**Exercise directions**
Copy out exactly the lines from the start of the data to the line containing "use bound::frame::Frame;". Include both.

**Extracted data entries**
+ + + +

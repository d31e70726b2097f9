//! Bound entry point
//!
//! Loads settings, wires the regions and runs the fixed-period loop with
//! note output going to the log.
//!
//! Usage: `bound [settings.json]`

use std::time::Instant;

use bound::audio::{LogOutput, NoteScheduler};
use bound::frame::Frame;
use bound::{Settings, SettingsError, TickDriver};

fn load_settings() -> Result<Settings, SettingsError> {
    match std::env::args().nth(1) {
        Some(path) => Settings::load(path),
        None => {
            log::info!("Using default settings");
            Ok(Settings::default())
        }
    }
}

fn run(settings: &Settings) -> Result<(), SettingsError> {
    let mut graph = settings.build_graph()?;
    let mut sink = NoteScheduler::new(LogOutput).with_gate_ticks(settings.gate_ticks);
    sink.set_volume(settings.volume);
    sink.set_muted(settings.muted);
    let mut driver = TickDriver::new(settings.tick_period(), settings.max_substeps);

    log::info!(
        "{} region(s), {} ball(s), period {:?}",
        graph.len(),
        graph.ball_count(),
        driver.period()
    );

    let mut last = Instant::now();
    loop {
        std::thread::sleep(driver.period().saturating_sub(driver.pending()));
        let now = Instant::now();
        let elapsed = now.duration_since(last);
        last = now;

        let steps = driver.advance(elapsed, &mut graph, &mut sink);
        for _ in 0..steps {
            sink.service();
        }

        if settings.print_frames && steps > 0 {
            for (id, region) in graph.regions() {
                println!("region {id} (tick {})", driver.ticks());
                print!("{}", Frame::capture(region));
            }
        }

        if settings.run_ticks > 0 && driver.ticks() >= settings.run_ticks {
            break;
        }
    }

    log::info!(
        "Stopped after {} ticks with {} ball(s)",
        driver.ticks(),
        graph.ball_count()
    );
    Ok(())
}

fn main() {
    env_logger::init();
    log::info!("Bound starting...");

    let result = load_settings().and_then(|settings| run(&settings));
    if let Err(e) = result {
        log::error!("{e}");
        eprintln!("bound: {e}");
        std::process::exit(1);
    }
}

+ + + +

**Worked solution**
repository d31e70726b2097f9
//! Bound entry point
//!
//! Loads settings, wires the regions and runs the fixed-period loop with
//! note output going to the log.
//!
//! Usage: `bound [settings.json]`

use std::time::Instant;

use bound::audio::{LogOutput, NoteScheduler};
use bound::frame::Frame;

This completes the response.